Sanjay Kak is an independent Indian filmmaker who has made other documentaries such as Jashn-e-Azadi, Words on Water which won Best Long Film prize at the International Festival of Environmental Film & Video, Brazil, and In the Forests Hangs a Bridge which won Golden Lotus Best Documentary Film National Film Awards; Asian Gaze Award, Pusan Short Film Festival, Korea.

In an interview with Red Pepper, Kak talks about why he chose India as his subject for his documentary, saying "In India, the legacy of Gandhi has been conveniently deployed by all sorts of political formations to delegitimise any kind of radical challenge to the form of the state. As if the inherent nature of Indian society is 'non-violent', and vegetarian to boot! Whereas the truth is that this is a society constructed on the violence of the caste system. And this is a system that has frequently reinvented itself with the passage of time, in order to fit newer forms of social and political mobilisation." He sees himself as a political filmmaker who tries to capture beauty in complex and disturbing areas of the world.

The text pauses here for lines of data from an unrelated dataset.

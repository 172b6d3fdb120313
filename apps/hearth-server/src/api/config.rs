use axum::extract::Path;
use axum::http::HeaderMap;
use axum::{extract::State, Json};
use hearth_core::{ExtensionPatch, InstalledExtensionRecord, MasterConfig, PortAssignment, ToolPatch};
use serde::Deserialize;
use serde_json::json;
use tracing::info;

use super::{queue_edited, QueueView};
use crate::responses::{require_admin, ApiResult};
use crate::AppState;

#[derive(Debug, Deserialize)]
pub struct CoreUpdateRequest {
    /// `null` withdraws a pending update.
    #[serde(default)]
    pub version: Option<String>,
}

fn patched(state: &AppState, subject: &str, queue: Option<hearth_core::QueuedChangeSet>) -> QueueView {
    info!(target: "hearth::api", subject, queued = queue.is_some(), "config patched");
    state
        .bus()
        .publish(hearth_topics::TOPIC_CONFIG_PATCHED, &json!({"subject": subject}));
    queue_edited(state, queue)
}

/// The applied baseline.
#[utoipa::path(
    get,
    path = "/config",
    tag = "Config",
    responses((status = 200, description = "Applied master config", body = serde_json::Value))
)]
pub async fn config_get(State(state): State<AppState>) -> ApiResult<Json<MasterConfig>> {
    Ok(Json(state.store().load()?))
}

/// Every persisted port assignment, by scope.
#[utoipa::path(
    get,
    path = "/ports",
    tag = "Config",
    responses((status = 200, description = "Port assignments", body = serde_json::Value))
)]
pub async fn ports_list(State(state): State<AppState>) -> ApiResult<Json<Vec<PortAssignment>>> {
    Ok(Json(state.ports().assignments()?))
}

/// Extensions found on disk.
#[utoipa::path(
    get,
    path = "/extensions",
    tag = "Config",
    responses((status = 200, description = "Installed extensions", body = serde_json::Value))
)]
pub async fn extensions_installed(
    State(state): State<AppState>,
) -> ApiResult<Json<Vec<InstalledExtensionRecord>>> {
    Ok(Json(state.installer().installed()?))
}

/// Edit one extension's desired state; the queue is restaged.
#[utoipa::path(
    patch,
    path = "/config/extensions/{name}",
    tag = "Config",
    params(("name" = String, Path, description = "Extension name")),
    request_body = serde_json::Value,
    responses(
        (status = 200, description = "Updated queue", body = serde_json::Value),
        (status = 400, description = "Validation failed", body = serde_json::Value)
    )
)]
pub async fn extension_patch(
    headers: HeaderMap,
    State(state): State<AppState>,
    Path(name): Path<String>,
    Json(patch): Json<ExtensionPatch>,
) -> ApiResult<Json<QueueView>> {
    require_admin(&headers)?;
    let _edit = state.apply().edit_guard().await;
    let installed = state.installer().installed()?;
    let queue = state
        .store()
        .patch_extension(state.queue(), &installed, &name, Some(patch))?;
    Ok(Json(patched(&state, &name, queue)))
}

/// Remove an extension from the desired state.
#[utoipa::path(
    delete,
    path = "/config/extensions/{name}",
    tag = "Config",
    params(("name" = String, Path, description = "Extension name")),
    responses((status = 200, description = "Updated queue", body = serde_json::Value))
)]
pub async fn extension_remove(
    headers: HeaderMap,
    State(state): State<AppState>,
    Path(name): Path<String>,
) -> ApiResult<Json<QueueView>> {
    require_admin(&headers)?;
    let _edit = state.apply().edit_guard().await;
    let installed = state.installer().installed()?;
    let queue = state
        .store()
        .patch_extension(state.queue(), &installed, &name, None)?;
    Ok(Json(patched(&state, &name, queue)))
}

/// Edit one tool's MCP exposure.
#[utoipa::path(
    patch,
    path = "/config/tools/{name}",
    tag = "Config",
    params(("name" = String, Path, description = "Tool name")),
    request_body = serde_json::Value,
    responses((status = 200, description = "Updated queue", body = serde_json::Value))
)]
pub async fn tool_patch(
    headers: HeaderMap,
    State(state): State<AppState>,
    Path(name): Path<String>,
    Json(patch): Json<ToolPatch>,
) -> ApiResult<Json<QueueView>> {
    require_admin(&headers)?;
    let _edit = state.apply().edit_guard().await;
    let installed = state.installer().installed()?;
    let queue = state
        .store()
        .patch_tool(state.queue(), &installed, &name, Some(patch))?;
    Ok(Json(patched(&state, &name, queue)))
}

#[utoipa::path(
    delete,
    path = "/config/tools/{name}",
    tag = "Config",
    params(("name" = String, Path, description = "Tool name")),
    responses((status = 200, description = "Updated queue", body = serde_json::Value))
)]
pub async fn tool_remove(
    headers: HeaderMap,
    State(state): State<AppState>,
    Path(name): Path<String>,
) -> ApiResult<Json<QueueView>> {
    require_admin(&headers)?;
    let _edit = state.apply().edit_guard().await;
    let installed = state.installer().installed()?;
    let queue = state
        .store()
        .patch_tool(state.queue(), &installed, &name, None)?;
    Ok(Json(patched(&state, &name, queue)))
}

/// Queue or withdraw a core version update.
#[utoipa::path(
    put,
    path = "/config/core/update",
    tag = "Config",
    request_body = serde_json::Value,
    responses(
        (status = 200, description = "Updated queue", body = serde_json::Value),
        (status = 400, description = "Not a semver version", body = serde_json::Value)
    )
)]
pub async fn core_update(
    headers: HeaderMap,
    State(state): State<AppState>,
    Json(req): Json<CoreUpdateRequest>,
) -> ApiResult<Json<QueueView>> {
    require_admin(&headers)?;
    let _edit = state.apply().edit_guard().await;
    let installed = state.installer().installed()?;
    let queue = state
        .store()
        .patch_core_update(state.queue(), &installed, req.version)?;
    Ok(Json(patched(&state, "core", queue)))
}
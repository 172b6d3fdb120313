use axum::{
    http::StatusCode,
    response::{IntoResponse, Response},
    Json,
};
use serde_json::json;
use tracing::error;

use crate::apply::ApplyError;
use crate::catalog::CatalogError;
use crate::restart::RestartError;
use crate::supervisor::SupervisorError;

pub fn problem_response(status: StatusCode, title: &str, detail: Option<&str>) -> Response {
    let mut body = json!({
        "type": "about:blank",
        "title": title,
        "status": status.as_u16(),
    });
    if let Some(detail) = detail {
        body["detail"] = json!(detail);
    }
    (status, Json(body)).into_response()
}

pub fn unauthorized() -> Response {
    problem_response(StatusCode::UNAUTHORIZED, "Unauthorized", None)
}

/// Every handler failure funnels through here so clients always see
/// problem-details JSON.
#[derive(Debug, thiserror::Error)]
pub enum ApiError {
    #[error(transparent)]
    Core(#[from] hearth_core::Error),
    #[error(transparent)]
    Apply(#[from] ApplyError),
    #[error(transparent)]
    Supervisor(#[from] SupervisorError),
    #[error(transparent)]
    Catalog(#[from] CatalogError),
    #[error(transparent)]
    Restart(#[from] RestartError),
    #[error("{0}")]
    BadRequest(String),
    #[error("admin token required")]
    Unauthorized,
}

fn core_status(err: &hearth_core::Error) -> (StatusCode, &'static str) {
    use hearth_core::Error as Core;
    match err {
        Core::Validation(_) => (StatusCode::BAD_REQUEST, "Validation Failed"),
        Core::UnknownOperation(_) | Core::NoQueue => (StatusCode::NOT_FOUND, "Not Found"),
        Core::PortsExhausted { .. } => (StatusCode::SERVICE_UNAVAILABLE, "Ports Exhausted"),
        Core::Malformed { .. } | Core::Io { .. } | Core::Settings(_) => {
            (StatusCode::INTERNAL_SERVER_ERROR, "Internal Error")
        }
    }
}

impl ApiError {
    fn status(&self) -> (StatusCode, &'static str) {
        match self {
            ApiError::Core(err)
            | ApiError::Apply(ApplyError::Core(err))
            | ApiError::Catalog(CatalogError::Core(err)) => core_status(err),
            ApiError::Apply(ApplyError::Busy) => (StatusCode::CONFLICT, "Apply In Progress"),
            ApiError::Apply(ApplyError::NothingQueued) => (StatusCode::NOT_FOUND, "Not Found"),
            ApiError::Supervisor(SupervisorError::UnknownService(_))
            | ApiError::Catalog(CatalogError::Supervisor(SupervisorError::UnknownService(_))) => {
                (StatusCode::NOT_FOUND, "Unknown Service")
            }
            ApiError::Supervisor(_) | ApiError::Catalog(CatalogError::Supervisor(_)) => {
                (StatusCode::INTERNAL_SERVER_ERROR, "Supervisor Error")
            }
            ApiError::Restart(RestartError::InProgress) => {
                (StatusCode::CONFLICT, "Restart In Progress")
            }
            ApiError::Restart(RestartError::NotWaiting) => {
                (StatusCode::CONFLICT, "Restart Not Waiting")
            }
            ApiError::BadRequest(_) => (StatusCode::BAD_REQUEST, "Bad Request"),
            ApiError::Unauthorized => (StatusCode::UNAUTHORIZED, "Unauthorized"),
        }
    }
}

impl IntoResponse for ApiError {
    fn into_response(self) -> Response {
        if matches!(self, ApiError::Unauthorized) {
            return unauthorized();
        }
        let (status, title) = self.status();
        let detail = self.to_string();
        if status.is_server_error() {
            error!(target: "hearth::api", %status, error = %detail, "request failed");
        }
        problem_response(status, title, Some(&detail))
    }
}

pub type ApiResult<T> = Result<T, ApiError>;

/// Mutating handlers call this first.
pub(crate) fn require_admin(headers: &axum::http::HeaderMap) -> ApiResult<()> {
    if crate::security::admin_ok(headers) {
        Ok(())
    } else {
        Err(ApiError::Unauthorized)
    }
}

#[cfg(test)]
mod tests {
    use super::*;

    #[test]
    fn errors_map_to_statuses() {
        let cases: Vec<(ApiError, StatusCode)> = vec![
            (
                hearth_core::Error::Validation("bad".into()).into(),
                StatusCode::BAD_REQUEST,
            ),
            (hearth_core::Error::NoQueue.into(), StatusCode::NOT_FOUND),
            (ApplyError::Busy.into(), StatusCode::CONFLICT),
            (
                SupervisorError::UnknownService("x".into()).into(),
                StatusCode::NOT_FOUND,
            ),
            (RestartError::InProgress.into(), StatusCode::CONFLICT),
            (
                hearth_core::Error::PortsExhausted {
                    scope: hearth_core::PortScope::ExtensionService,
                    start: 5300,
                    end: 5399,
                }
                .into(),
                StatusCode::SERVICE_UNAVAILABLE,
            ),
            (
                CatalogError::Core(hearth_core::Error::Validation("x".into())).into(),
                StatusCode::BAD_REQUEST,
            ),
        ];
        for (err, want) in cases {
            assert_eq!(err.into_response().status(), want);
        }
    }
}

He describes "the struggle is always to find a language in film that is appropriate to one's politics" while also trying to persuade his viewers with his own political understanding. A staple of Kak's films is his use of poetry in order to connect India's past to its present noting that India has a very rich history of poetry in relation with resistance and it helps him to emphasize the sentiments of his subjects in his films. He is not specifically focused on the people in the margins, but notes that he focuses on the people that he is "most excited, energised and renewed by" which continues to draw him back into the theme of resistance.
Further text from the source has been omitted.